After identifying MVP, all that matters is looking carefully for MR. If a patient has just a little bowing but no thickness or excess tissue in the whole valve apparatus and there is no MR, we should be reluctant to label the patient with MVP and should rarely recommend formal echocardiography.



Trace MR is common and by itself has no impact on patient prognosis. Acute MR would almost never be seen in the clinic because these patients become acutely ill very quickly. The rest of this section focuses on chronic MR. Importantly, the severity category of an MR jet can vary substantially depending on a patient’s preload, afterload, and contractile state.

Chronic MR, as it progresses, is a volume overload on the LV, and the intermediate consequence is a somewhat hyper-contractile LV that eventually begins to dilate.
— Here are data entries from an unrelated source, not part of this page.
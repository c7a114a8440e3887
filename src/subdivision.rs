//! The finished, immutable subdivision and its query interface.

use std::collections::HashMap;

use crate::{
    entity::{Face, HalfEdge, Vertex},
    error::{Element, Error},
    handle::{hsize, FaceHandle, HalfEdgeHandle, VertexHandle},
    map::DenseMap,
    math::Envelope,
};


/// Fully resolved topology of one half edge.
#[derive(Debug, Clone, Copy)]
pub(crate) struct HalfEdgeLinks {
    pub(crate) origin: VertexHandle,
    pub(crate) twin: HalfEdgeHandle,
    pub(crate) face: FaceHandle,
    pub(crate) next: HalfEdgeHandle,
    pub(crate) prev: HalfEdgeHandle,
}

/// Boundary components of one face: the outer boundary cycle (absent only
/// for the unbounded face) and one entry half edge per hole or island
/// inside the face.
#[derive(Debug, Clone)]
pub(crate) struct FaceLinks {
    pub(crate) outer: Option<HalfEdgeHandle>,
    pub(crate) inner: Vec<HalfEdgeHandle>,
}


/// An immutable planar subdivision.
///
/// Produced by [`crate::SubdivisionBuilder::finalize`]. All structural
/// queries take the caller's own element values (resolved through their
/// `Eq`/`Hash` identity), cost one hash lookup plus arena indexing, and
/// fail with [`Error::NotAnElement`] for elements that are not part of this
/// subdivision.
///
/// The structure holds no interior mutability, so it is `Send + Sync`
/// whenever the element types are and can be queried from multiple threads
/// without synchronization.
#[derive(Debug)]
pub struct Subdivision<V: Vertex, E: HalfEdge, F: Face> {
    pub(crate) envelope: Envelope,
    pub(crate) unbounded: FaceHandle,

    pub(crate) vertices: DenseMap<VertexHandle, V>,
    pub(crate) half_edges: DenseMap<HalfEdgeHandle, E>,
    pub(crate) faces: DenseMap<FaceHandle, F>,

    pub(crate) vertex_handles: HashMap<V, VertexHandle, ahash::RandomState>,
    pub(crate) half_edge_handles: HashMap<E, HalfEdgeHandle, ahash::RandomState>,
    pub(crate) face_handles: HashMap<F, FaceHandle, ahash::RandomState>,

    pub(crate) links: DenseMap<HalfEdgeHandle, HalfEdgeLinks>,
    pub(crate) incident: DenseMap<VertexHandle, HalfEdgeHandle>,
    pub(crate) face_links: DenseMap<FaceHandle, FaceLinks>,
}

impl<V: Vertex, E: HalfEdge, F: Face> Subdivision<V, E, F> {
    /// Returns one half edge with `vertex` as its origin.
    pub fn incident_edge(&self, vertex: &V) -> Result<&E, Error> {
        let vh = self.vertex_handle(vertex)?;
        Ok(&self.half_edges[self.incident[vh]])
    }

    /// Returns the vertex `edge` starts at.
    pub fn origin(&self, edge: &E) -> Result<&V, Error> {
        let h = self.half_edge_handle(edge)?;
        Ok(&self.vertices[self.links[h].origin])
    }

    /// Returns the half edge running in the opposite direction of `edge`.
    pub fn twin(&self, edge: &E) -> Result<&E, Error> {
        let h = self.half_edge_handle(edge)?;
        Ok(&self.half_edges[self.links[h].twin])
    }

    /// Returns the face to the left of `edge`.
    pub fn incident_face(&self, edge: &E) -> Result<&F, Error> {
        let h = self.half_edge_handle(edge)?;
        Ok(&self.faces[self.links[h].face])
    }

    /// Returns the successor of `edge` in the counter-clockwise walk along
    /// its face's boundary.
    pub fn next(&self, edge: &E) -> Result<&E, Error> {
        let h = self.half_edge_handle(edge)?;
        Ok(&self.half_edges[self.links[h].next])
    }

    /// Returns the predecessor of `edge` in the counter-clockwise walk
    /// along its face's boundary.
    pub fn previous(&self, edge: &E) -> Result<&E, Error> {
        let h = self.half_edge_handle(edge)?;
        Ok(&self.half_edges[self.links[h].prev])
    }

    /// Returns a half edge on the outer boundary cycle of `face`, or `None`
    /// for the unbounded face (which has no outer boundary).
    pub fn outer_component(&self, face: &F) -> Result<Option<&E>, Error> {
        let fh = self.face_handle(face)?;
        Ok(self.face_links[fh].outer.map(|h| &self.half_edges[h]))
    }

    /// Returns one entry half edge per hole or island inside `face`. Each
    /// returned edge is incident to `face` itself, so walking its `next`
    /// chain traverses the respective inner boundary cycle.
    pub fn inner_components(&self, face: &F) -> Result<Vec<&E>, Error> {
        let fh = self.face_handle(face)?;
        Ok(self.face_links[fh]
            .inner
            .iter()
            .map(|&h| &self.half_edges[h])
            .collect())
    }

    /// Returns all half edges with `vertex` as their origin, in rotation
    /// order around the vertex.
    ///
    /// The rotation is traversed via `next(twin(current))`. The walk is
    /// capped at the total half-edge count; exceeding the cap means the
    /// structure is inconsistent and yields [`Error::CorruptRotation`].
    pub fn outgoing(&self, vertex: &V) -> Result<Vec<&E>, Error> {
        let vh = self.vertex_handle(vertex)?;
        let start = self.incident[vh];

        let mut out = Vec::new();
        let mut current = start;
        loop {
            out.push(&self.half_edges[current]);
            current = self.links[self.links[current].twin].next;
            if current == start {
                return Ok(out);
            }
            if out.len() >= self.links.num_elements() as usize {
                return Err(Error::CorruptRotation {
                    vertex: format!("{:?}", vertex),
                });
            }
        }
    }

    /// The face representing the unbounded plane around the subdivision.
    pub fn unbounded_face(&self) -> &F {
        &self.faces[self.unbounded]
    }

    /// The bounding envelope the subdivision was built with.
    pub fn envelope(&self) -> &Envelope {
        &self.envelope
    }

    /// Iterator over all vertices.
    pub fn vertices(&self) -> impl Iterator<Item = &V> {
        self.vertices.values()
    }

    /// Iterator over all half edges.
    pub fn half_edges(&self) -> impl Iterator<Item = &E> {
        self.half_edges.values()
    }

    /// Iterator over all faces (including the unbounded one).
    pub fn faces(&self) -> impl Iterator<Item = &F> {
        self.faces.values()
    }

    pub fn num_vertices(&self) -> hsize {
        self.vertices.num_elements()
    }

    pub fn num_half_edges(&self) -> hsize {
        self.half_edges.num_elements()
    }

    pub fn num_faces(&self) -> hsize {
        self.faces.num_elements()
    }

    fn vertex_handle(&self, vertex: &V) -> Result<VertexHandle, Error> {
        self.vertex_handles
            .get(vertex)
            .copied()
            .ok_or_else(|| Error::NotAnElement {
                kind: Element::Vertex,
                entity: format!("{:?}", vertex),
            })
    }

    fn half_edge_handle(&self, edge: &E) -> Result<HalfEdgeHandle, Error> {
        self.half_edge_handles
            .get(edge)
            .copied()
            .ok_or_else(|| Error::NotAnElement {
                kind: Element::HalfEdge,
                entity: format!("{:?}", edge),
            })
    }

    fn face_handle(&self, face: &F) -> Result<FaceHandle, Error> {
        self.face_handles
            .get(face)
            .copied()
            .ok_or_else(|| Error::NotAnElement {
                kind: Element::Face,
                entity: format!("{:?}", face),
            })
    }
}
Eventually, LA pressure increase is persistent and LA dilation and secondary pulmonary hypertension develop. In the final phase, LV function decreases and cannot keep up with the excess volume.
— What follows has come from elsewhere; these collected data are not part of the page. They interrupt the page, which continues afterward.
//! Traits the caller's vertex, half-edge and face types have to implement.
//!
//! The subdivision does not own rich geometry. Callers bring their own
//! element types (database rows, parsed features, test fixtures) and the
//! builder only asks for the minimum it needs: a position per vertex, a
//! boundary curve per half edge, and an unbounded flag per face. Elements
//! are identified by `Eq`/`Hash`, so two values comparing equal denote the
//! same element regardless of any other payload they carry.

use std::fmt;
use std::hash::Hash;

use cgmath::Point2;


/// A vertex of the subdivision: a point where edges meet.
pub trait Vertex: Eq + Hash + Clone + fmt::Debug {
    /// The position of this vertex in the plane.
    fn position(&self) -> Point2<f64>;
}

/// A directed edge of the subdivision.
///
/// Each undirected boundary between two faces is represented by two half
/// edges with opposite directions, each incident to the face on its left.
pub trait HalfEdge: Eq + Hash + Clone + fmt::Debug {
    /// The curve traced by this half edge, ordered from its origin to its
    /// destination.
    ///
    /// Must contain at least two points. The first point is the origin's
    /// position, the last the destination's. A half edge and its twin trace
    /// the same curve in opposite directions.
    fn boundary(&self) -> &[Point2<f64>];
}

/// A face of the subdivision: a maximal connected region of the plane.
pub trait Face: Eq + Hash + Clone + fmt::Debug {
    /// Returns `true` if this is the single unbounded face surrounding
    /// everything else.
    fn is_unbounded(&self) -> bool;
}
As with AR, careful attention must be paid to the consequences of MR by carefully measuring LV and LA size, LV systolic function, and the tricuspid gradient. Remember that LV diastolic function assessment becomes unreliable for IMBUS measurement when moderate or greater MR is present. The valve must be fixed before LV function drops below normal. LV radial function always looks visually better than it is because of the reduced afterload created by the MR and LV function after MV repair (or replacement) almost always deteriorates because the after-load acutely increases.

Quantification of MR is otherwise done equivalently to AR, looking for the presence and size of the flow convergence zone, the width of the vena contracta, and the length and width of the jet. The MR must be viewed in several planes because jets can be eccentric. As a simplification, functional MR from LV dilation and poor systolic function causes central MR jets while eccentric MR jets indicate structural disease of the MV. Eccentric jets that are wall-huggers (Coanda effect) always appear less severe than they are unless the most proximal part of the jet is analyzed. Here is a table to help assess MR severity.

MR Classification




Flow convergence

Minimal to none

Detectable but small


Vena contracta

< 0.3 cm

0.3 - 0.7 cm

> 0.7 cm

Jet area

 Small, < 20% of LA

In between

Large, > 40% of LA


Next is an example of moderate MR in an apical5 view. There was also modest AR in this view. The sector should have been narrowed and the depth decreased to maximize the frame rate. The image could then have been frozen and the proximal jet analyzed frame by frame. In this view, there definitely is a flow convergence zone, so this is at least moderate MR.